Les forêts feng shui pourraient fournir un modèle de plantation durable

La première trace écrite d’une forêt feng shui au 3e siècle de notre ère fait référence à leur utilisation pour protéger les tombes des empereurs. Lorsque les Han se sont déplacés du nord de la Chine vers le sud, ils ont commencé à construire des villages selon les principes du feng shui afin d’optimiser le flux d’énergie et de protéger leurs tombes, temples et villages. Les villageois construisaient leurs maisons en bas de la pente d’une forêt de montagne et plantaient d’autres arbres fruitiers et plantes médicinales dans les bois.

Aujourd’hui, les écologistes pensent que ces forêts désormais matures et les villages qu’elles abritent pourraient jouer un rôle clé dans les futurs efforts écologiques de la Chine. Selon des chercheurs de l’Académie chinoise des sciences, la superficie forestière chinoise par personne ne représente que 25 % de la moyenne mondiale, et le pays est le plus gros émetteur de dioxyde de carbone au monde. Pourtant, tout cela pourrait changer, car le pays a récemment annoncé qu’il visait à être neutre en carbone d’ici 2060 et qu’il augmenterait sa couverture forestière à 26% d’ici 2035 – ce qui correspond à peu près à la taille de l’Allemagne.

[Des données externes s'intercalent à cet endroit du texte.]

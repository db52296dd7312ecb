//! SMCLab Runner: backtest orchestration around `smclab-core`.
//!
//! This crate provides:
//! - TOML backtest configuration validated into core types
//! - CSV bar loading and multi-timeframe alignment
//! - Bar-by-bar backtests driven by the signal engine or raw pattern signals
//! - Markdown run reports

pub mod config;
pub mod data_loader;
pub mod report;
pub mod runner;

pub use config::{BacktestConfig, ConfigError, SignalSource, StrategyEntry};
pub use data_loader::{load_frame, load_series, LoadError};
pub use report::markdown_report;
pub use runner::{
    latest_decision, run_backtest, run_from_files, BacktestResult, DecisionRecord, RunError,
    SCHEMA_VERSION,
};

#[cfg(test)]
mod send_sync_checks {
    use super::*;

    fn assert_send<T: Send>() {}
    fn assert_sync<T: Sync>() {}

    #[test]
    fn backtest_result_is_send_sync() {
        assert_send::<BacktestResult>();
        assert_sync::<BacktestResult>();
        assert_send::<DecisionRecord>();
        assert_sync::<DecisionRecord>();
    }

    #[test]
    fn config_types_are_send_sync() {
        assert_send::<BacktestConfig>();
        assert_sync::<BacktestConfig>();
    }

    #[test]
    fn error_types_are_send_sync() {
        assert_send::<RunError>();
        assert_sync::<RunError>();
    }
}
//! Weekly PnL buckets and summary statistics.
//!
//! Buckets are keyed by the Monday that starts the ISO week of each exit fill,
//! so a trade whose partial and final exits straddle a weekend contributes to
//! two weeks.
//!
//! Trades opened by a pattern signal are also tallied per pattern kind.

use std::collections::BTreeMap;

use chrono::{DateTime, Datelike, Duration, NaiveDate, Utc};
use serde::{Deserialize, Serialize};

use crate::domain::{TradeRecord, ZoneKind};

/// Monday of the ISO week containing `time`.
pub fn week_start(time: DateTime<Utc>) -> NaiveDate {
    let date = time.date_naive();
    date - Duration::days(i64::from(date.weekday().num_days_from_monday()))
}

#[derive(Debug, Clone, PartialEq, Serialize, Deserialize)]
pub struct WeeklyBucket {
    pub week_start: NaiveDate,
    pub pnl: f64,
    /// Exit fills accumulated into this week.
    pub events: usize,
}

#[derive(Debug, Clone, PartialEq, Serialize, Deserialize)]
pub struct PnlSummary {
    /// Resolved trades only.
    pub trades: usize,
    pub wins: usize,
    pub losses: usize,
    pub unresolved: usize,
    /// `wins / trades` as a fraction; 0 with no trades.
    pub win_rate: f64,
    pub total_pnl: f64,
    /// Mean over weeks with at least one event; 0 with none.
    pub avg_weekly_pnl: f64,
    pub weeks: usize,
}

/// Outcomes of the trades opened by one pattern kind.
#[derive(Debug, Clone, PartialEq, Serialize, Deserialize)]
pub struct KindStats {
    pub kind: ZoneKind,
    /// Resolved trades only.
    pub trades: usize,
    pub wins: usize,
    pub losses: usize,
    pub unresolved: usize,
    pub win_rate: f64,
    /// Realized PnL, partial fills of unresolved trades included.
    pub pnl: f64,
}

#[derive(Debug, Clone, Copy, Default)]
struct Tally {
    wins: usize,
    losses: usize,
    unresolved: usize,
    pnl: f64,
}

impl Tally {
    fn add(&mut self, trade: &TradeRecord) {
        if trade.outcome.is_win() {
            self.wins += 1;
        } else if trade.outcome.is_loss() {
            self.losses += 1;
        } else {
            self.unresolved += 1;
        }
        self.pnl += trade.pnl_currency;
    }

    fn resolved(&self) -> usize {
        self.wins + self.losses
    }

    fn win_rate(&self) -> f64 {
        match self.resolved() {
            0 => 0.0,
            n => self.wins as f64 / n as f64,
        }
    }
}

/// Append-only accumulator over a run's trades.
#[derive(Debug, Clone, Default)]
pub struct PnlAggregator {
    buckets: BTreeMap<NaiveDate, WeeklyBucket>,
    overall: Tally,
    kinds: BTreeMap<ZoneKind, Tally>,
}

impl PnlAggregator {
    pub fn new() -> Self {
        Self::default()
    }

    pub fn record(&mut self, trade: &TradeRecord) {
        for fill in &trade.exits {
            let week = week_start(fill.time);
            let bucket = self.buckets.entry(week).or_insert_with(|| WeeklyBucket {
                week_start: week,
                pnl: 0.0,
                events: 0,
            });
            bucket.pnl += fill.pnl_currency;
            bucket.events += 1;
        }
        self.overall.add(trade);
        if let Some(kind) = trade.trigger {
            self.kinds.entry(kind).or_default().add(trade);
        }
    }

    /// Buckets in chronological order.
    pub fn weekly(&self) -> Vec<WeeklyBucket> {
        self.buckets.values().cloned().collect()
    }

    /// Per-kind outcomes in `ZoneKind` order, for kinds that opened a trade.
    pub fn by_kind(&self) -> Vec<KindStats> {
        self.kinds
            .iter()
            .map(|(&kind, tally)| KindStats {
                kind,
                trades: tally.resolved(),
                wins: tally.wins,
                losses: tally.losses,
                unresolved: tally.unresolved,
                win_rate: tally.win_rate(),
                pnl: tally.pnl,
            })
            .collect()
    }

    pub fn summary(&self) -> PnlSummary {
        let active: Vec<&WeeklyBucket> = self.buckets.values().filter(|b| b.events > 0).collect();
        let total_pnl: f64 = self.buckets.values().map(|b| b.pnl).sum();
        let avg_weekly_pnl = if active.is_empty() {
            0.0
        } else {
            active.iter().map(|b| b.pnl).sum::<f64>() / active.len() as f64
        };
        PnlSummary {
            trades: self.overall.resolved(),
            wins: self.overall.wins,
            losses: self.overall.losses,
            unresolved: self.overall.unresolved,
            win_rate: self.overall.win_rate(),
            total_pnl,
            avg_weekly_pnl,
            weeks: active.len(),
        }
    }
}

Malgré les grands plans environnementaux de la Chine, ses efforts de reforestation passés qui ont utilisé des arbres non indigènes et des monocultures à croissance rapide n’ont pas toujours été couronnés de succès. Pourtant, les scientifiques pensent que les fengshuilin pourraient fournir un modèle de plantation durable, car ils sont remplis d’une grande variété d’arbres et de plantes indigènes les mieux adaptés au climat.

Chaque fengshuilin peut ne mesurer que quelques acres, mais ils sont riches en biodiversité. Les arbres qu’on y trouve sont les descendants des variétés qui poussaient dans le supercontinent Laurasie avant qu’il ne se sépare pour former l’Amérique du Nord et l’Asie. Ils contiennent des feuillus à feuilles persistantes, réputés pour être d’énormes puits de carbone et résistants à la pollution. Dès 2008, des scientifiques de l’Université agricole de Chine du Sud à Guangzhou ont suggéré que les urbanistes se tournent vers les anciennes forêts feng shui comme modèles pour la croissance des villes modernes durables, car le développement de communautés entourées de poches de verdure biodiverses leur permet de résister aux maladies et à la pollution.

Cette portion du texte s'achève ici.